Notes
Tym gorzej dla faktów
dodane 2008-03-02 19:42
IV Niedziela Wielkiego Postu - 02.03.2008
"Jeśli fakty przeczą mojej teorii, tym gorzej dla faktów" - to zdanie wypowiedziane przez niemieckiego filozofa Hegla przypomniało mi się gdy czytałem dzisiejszy fragment Ewangelii. Oto ludzie mają do czynienia z czymś, co wydawać by się mogło faktem bezspornym i nie podlegającym dyskusji. Człowiek niewidomy, ktoś kogo znali od dziecka, widywali prawie codziennie - nagle, dzięki Jezusowi odzyskuje wzrok. Czyż to nie powód do radości i uwielbienia Boga? Okazuje się, że jednak nie. Robią wszystko, aby ten fakt przemilczeć, zbagatelizować, aby mu zaprzeczyć. Dlaczego? Bo uznanie go niosłoby za sobą daleko idące konsekwencje i zburzyłoby ich "święty spokój". Przyznając, że Jezus uczynił cud musieliby również uznać, że jest posłany przez Boga, a co za tym idzie, że to co mówi jest prawdziwe. Tymczasem mówił również o ich obłudzie, zakłamaniu, fałszu... Musieliby zatem zmienić całe swoje dotychczasowe życie, patrzenie na Boga, na świat, na siebie. Fakty nie pasowały do ich teorii - więc zaprzeczyli faktom...
I tak się dzieje po dzień dzisiejszy - ludzie tworzą sobie własny obraz Boga, własne prawa, własną moralność. Jeśli zaś Pismo Święte, Dekalog czy Kościół mówią inaczej - to tym gorzej dla nich...

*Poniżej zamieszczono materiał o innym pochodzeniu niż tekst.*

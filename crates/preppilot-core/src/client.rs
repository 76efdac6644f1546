use reqwest::Client;
use tokio::sync::watch;

use crate::config::Config;
use crate::error::{ConfigurationError, GenerationError};
use crate::pack::{GenerateRequest, PrepPack};

/// Progress of a generation call, in the order the phases are reached.
#[derive(Debug, Clone, Copy, PartialEq, Eq, PartialOrd, Ord, Default)]
pub enum Phase {
    #[default]
    Idle,
    Analyzing,
    Mapping,
    Generating,
}

impl Phase {
    pub fn message(&self) -> &'static str {
        match self {
            Phase::Idle => "",
            Phase::Analyzing => "Analyzing job requirements…",
            Phase::Mapping => "Mapping skills to interview expectations…",
            Phase::Generating => "Generating prep pack…",
        }
    }
}

#[derive(Clone)]
pub struct GenerationClient {
    client: Client,
    base_url: String,
}

impl GenerationClient {
    pub fn new(base_url: &str) -> Self {
        Self {
            client: Client::builder()
                .user_agent(concat!("preppilot/", env!("CARGO_PKG_VERSION")))
                .build()
                .unwrap_or_else(|_| Client::new()),
            base_url: base_url.trim_end_matches('/').to_string(),
        }
    }

    /// Build a client from configuration; fails before any request when no
    /// backend URL is set.
    pub fn from_config(config: &Config) -> Result<Self, ConfigurationError> {
        Ok(Self::new(&config.backend_url()?))
    }

    pub fn endpoint(&self) -> String {
        format!("{}/generate", self.base_url)
    }

    /// Issue one generation request. There is no retry; a failure is returned
    /// to the caller as is.
    pub async fn generate(
        &self,
        request: &GenerateRequest,
        progress: &watch::Sender<Phase>,
    ) -> Result<PrepPack, GenerationError> {
        let url = self.endpoint();
        progress.send_replace(Phase::Analyzing);
        tracing::info!(%url, level = request.level.as_str(), "requesting prep pack");

        progress.send_replace(Phase::Mapping);
        let response = self
            .client
            .post(&url)
            .json(request)
            .send()
            .await
            .map_err(|err| {
                tracing::warn!("generation transport failure: {err}");
                GenerationError::Transport(err)
            })?;

        let status = response.status();
        if !status.is_success() {
            let body = response.text().await.unwrap_or_default();
            tracing::warn!(%status, "generation backend returned an error");
            return Err(if status.is_client_error() {
                GenerationError::Rejected { status, body }
            } else {
                GenerationError::Service { status, body }
            });
        }

        progress.send_replace(Phase::Generating);
        let body = response.text().await.map_err(GenerationError::Transport)?;
        let pack = PrepPack::from_json(&body)?;
        tracing::info!(
            skills = pack.required_skills.len(),
            questions = pack.tech_questions.len(),
            "prep pack received"
        );
        Ok(pack)
    }
}
//! Client-side PDF export of a prep pack.
//!
//! The pipeline is `PrepPack` → [`document::layout_pack`] (pure layout through
//! a [`cursor::DocumentCursor`]) → [`pdf::render`] (bytes) → one atomic file
//! write. Any failure along the way yields an [`ExportError`] and no file.

pub mod cursor;
pub mod document;
pub mod metrics;
pub mod pdf;

use std::fs;
use std::panic::{catch_unwind, AssertUnwindSafe};
use std::path::{Path, PathBuf};

use crate::error::ExportError;
use crate::pack::PrepPack;

pub use cursor::{Block, DocumentCursor, Layout, Mark, PageGeometry, TextStyle};
pub use document::layout_pack;

/// Name of the downloaded document.
pub const EXPORT_FILENAME: &str = "PrepPilot_Interview_Prep_Pack.pdf";

/// Local timestamp for the "Generated on" line.
pub fn generated_on() -> String {
    chrono::Local::now().format("%d/%m/%Y, %H:%M:%S").to_string()
}

/// Render the pack to PDF bytes. Panics inside the PDF backend are reported
/// as export failures rather than taking the application down.
pub fn render_pdf(pack: &PrepPack, generated_on: &str) -> Result<Vec<u8>, ExportError> {
    let layout = layout_pack(pack, generated_on);
    tracing::debug!(pages = layout.page_count(), "prep pack laid out");

    catch_unwind(AssertUnwindSafe(|| pdf::render(&layout, document::TITLE)))
        .map_err(|_| ExportError::Pdf("PDF backend panicked".to_string()))?
}

#[derive(Debug, Clone)]
pub struct Exporter {
    dir: PathBuf,
}

impl Exporter {
    pub fn new(dir: &Path) -> Self {
        Self {
            dir: dir.to_path_buf(),
        }
    }

    pub fn target_path(&self) -> PathBuf {
        self.dir.join(EXPORT_FILENAME)
    }

    /// Write the PDF for `pack`, replacing any earlier export. The file only
    /// appears once it is complete.
    pub fn export(&self, pack: &PrepPack) -> Result<PathBuf, ExportError> {
        let bytes = render_pdf(pack, &generated_on())?;

        fs::create_dir_all(&self.dir)?;
        let target = self.target_path();
        let partial = self.dir.join(format!(".{}.part", EXPORT_FILENAME));
        if let Err(err) = fs::write(&partial, &bytes).and_then(|_| fs::rename(&partial, &target)) {
            let _ = fs::remove_file(&partial);
            return Err(err.into());
        }

        tracing::info!(path = %target.display(), bytes = bytes.len(), "prep pack exported");
        Ok(target)
    }
}

#[cfg(test)]
mod tests {
    use super::*;
    use crate::pack::TechQuestion;

    #[test]
    fn test_export_writes_file() {
        let dir = tempfile::tempdir().unwrap();
        let exporter = Exporter::new(dir.path());
        let pack = PrepPack {
            role_summary: "X".to_string(),
            tech_questions: vec![TechQuestion {
                question: "Q1".to_string(),
                answer_outline: "O1".to_string(),
            }],
            ..PrepPack::default()
        };

        let path = exporter.export(&pack).unwrap();
        assert_eq!(path.file_name().unwrap(), EXPORT_FILENAME);
        let bytes = fs::read(&path).unwrap();
        assert!(bytes.starts_with(b"%PDF"));

        let leftovers: Vec<_> = fs::read_dir(dir.path()).unwrap().collect();
        assert_eq!(leftovers.len(), 1);
    }

    #[test]
    fn test_empty_pack_exports() {
        let bytes = render_pdf(&PrepPack::default(), "now").unwrap();
        assert!(!bytes.is_empty());
    }

    #[test]
    fn test_unwritable_dir_fails_without_file() {
        let dir = tempfile::tempdir().unwrap();
        let blocker = dir.path().join("not-a-dir");
        fs::write(&blocker, "file").unwrap();

        let exporter = Exporter::new(&blocker);
        let err = exporter.export(&PrepPack::default()).unwrap_err();
        assert!(matches!(err, ExportError::Io(_)));
        assert!(!exporter.target_path().exists());
    }

    #[test]
    fn test_generated_on_format() {
        let stamp = generated_on();
        assert_eq!(stamp.len(), "01/01/2026, 09:00:00".len());
    }
}
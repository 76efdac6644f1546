//! Error taxonomy shared by every front end.
//!
//! Each failure a user can hit maps to exactly one of these types, so the UI
//! decides how to surface it (inline message, silent redirect, blocking
//! notice) by matching on the type rather than on message text.

use reqwest::StatusCode;
use thiserror::Error;

/// No backend base URL was configured anywhere.
#[derive(Debug, Error, PartialEq, Eq)]
pub enum ConfigurationError {
    #[error("Backend URL missing. Set PREPPILOT_BACKEND_URL in the environment, .env or config file.")]
    MissingBackendUrl,
}

/// The form input does not meet the minimum requirements.
#[derive(Debug, Error, PartialEq, Eq)]
pub enum ValidationError {
    #[error("Please paste a valid Job Description (min {min} characters, got {actual}).")]
    JobDescriptionTooShort { min: usize, actual: usize },
}

/// The generation call failed after it was attempted.
#[derive(Debug, Error)]
pub enum GenerationError {
    #[error("could not reach the generation backend: {0}")]
    Transport(#[source] reqwest::Error),

    /// 4xx: the backend refused the request as sent.
    #[error("generation backend rejected the request ({status}): {body}")]
    Rejected { status: StatusCode, body: String },

    /// 5xx and anything else that is not a success.
    #[error("generation backend failed ({status}): {body}")]
    Service { status: StatusCode, body: String },

    #[error("generation backend returned an unreadable prep pack: {0}")]
    Decode(#[from] LoadError),
}

impl GenerationError {
    /// Message shown to the user. The same for every variant.
    pub fn user_message(&self) -> &'static str {
        "Generation failed. Check that the backend is running and its OpenRouter key is set, then try again."
    }
}

/// The stored result could not be produced.
#[derive(Debug, Error)]
pub enum LoadError {
    #[error("no prep pack stored")]
    NotFound,

    #[error("stored prep pack is malformed: {0}")]
    Parse(String),

    #[error("could not read stored prep pack: {0}")]
    Io(#[from] std::io::Error),
}

impl From<serde_json::Error> for LoadError {
    fn from(err: serde_json::Error) -> Self {
        LoadError::Parse(err.to_string())
    }
}

/// Writing a prep pack to the session slot failed.
#[derive(Debug, Error)]
pub enum StoreError {
    #[error("could not serialize prep pack: {0}")]
    Serialize(#[from] serde_json::Error),

    #[error("could not write prep pack: {0}")]
    Io(#[from] std::io::Error),
}

/// Rendering or writing the PDF failed; no file is left behind.
#[derive(Debug, Error)]
pub enum ExportError {
    #[error("PDF rendering failed: {0}")]
    Pdf(String),

    #[error("could not write PDF: {0}")]
    Io(#[from] std::io::Error),
}
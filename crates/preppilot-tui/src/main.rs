use std::fs::{self, OpenOptions};
use std::path::{Path, PathBuf};
use std::sync::Mutex;

use anyhow::{Context, Result};
use clap::Parser;
use preppilot_core::{Config, FileStore};
use tracing_subscriber::layer::SubscriberExt;
use tracing_subscriber::util::SubscriberInitExt;
use tracing_subscriber::{fmt, EnvFilter};

mod app;
mod handler;
mod tui;
mod ui;

use app::App;
use tui::EventHandler;

#[derive(Parser)]
#[command(name = "preppilot")]
#[command(version, about = "Turn a job description into an interview prep pack")]
struct Cli {
    /// Base URL of the generation backend (overrides PREPPILOT_BACKEND_URL)
    #[arg(long)]
    backend_url: Option<String>,

    /// Directory the PDF export is written to
    #[arg(long)]
    export_dir: Option<PathBuf>,

    /// Open the last generated prep pack instead of an empty form
    #[arg(long)]
    resume_last: bool,

    /// Log file (defaults to preppilot.log in the user cache directory)
    #[arg(long)]
    log_file: Option<PathBuf>,
}

fn default_log_file() -> PathBuf {
    dirs::cache_dir()
        .unwrap_or_else(std::env::temp_dir)
        .join("preppilot")
        .join("preppilot.log")
}

/// The terminal belongs to the UI, so logs go to a file.
fn init_logging(path: &Path) -> Result<()> {
    if let Some(parent) = path.parent() {
        fs::create_dir_all(parent)?;
    }
    let file = OpenOptions::new()
        .create(true)
        .append(true)
        .open(path)
        .with_context(|| format!("could not open log file {}", path.display()))?;

    tracing_subscriber::registry()
        .with(fmt::layer().with_writer(Mutex::new(file)).with_ansi(false))
        .with(
            EnvFilter::try_from_default_env()
                .unwrap_or_else(|_| EnvFilter::new("preppilot=info,preppilot_core=info")),
        )
        .init();
    Ok(())
}

#[tokio::main]
async fn main() -> Result<()> {
    let cli = Cli::parse();

    init_logging(&cli.log_file.clone().unwrap_or_else(default_log_file))?;

    // Priority: flag, then environment (.env included), then config file
    let mut config = Config::load_with_env();
    config.apply_env(cli.backend_url.clone());
    if let Some(dir) = cli.export_dir.clone() {
        config.export_dir = Some(dir);
    }
    tracing::info!(
        backend = config.backend_url.as_deref().unwrap_or("<unset>"),
        export_dir = %config.export_dir().display(),
        "starting"
    );

    let mut app = App::new(config, FileStore::in_cache_dir());
    if cli.resume_last {
        app.resume_last();
    }

    // Install panic hook to restore terminal on panic
    tui::install_panic_hook();

    let mut terminal = tui::init()?;
    let mut events = EventHandler::new();

    let result = run(&mut app, &mut terminal, &mut events).await;

    tui::restore()?;
    result
}

async fn run(app: &mut App, terminal: &mut tui::Tui, events: &mut EventHandler) -> Result<()> {
    while !app.should_quit {
        terminal.draw(|frame| ui::render(app, frame))?;

        if let Some(event) = events.next().await {
            handler::handle_event(app, event).await?;
        }
    }
    Ok(())
}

Pomyślmy, czy i my nie postępujemy podobnie? Zapewne wprost Pisma Świętego, Dekalogu czy Kościoła nie odrzucamy, ale czy nie usprawiedliwiamy się zbyt łatwo z opuszczonych Mszy, zaniedbanych modlitw, kłamstw, zlekceważenia ludzi proszących nas o pomoc, tolerowania grzechów naszych bliskich, stosowania środków antykoncepcyjnych, nieuczciwości w pracy, zaniedbywania postów i wielu, wielu innych... ?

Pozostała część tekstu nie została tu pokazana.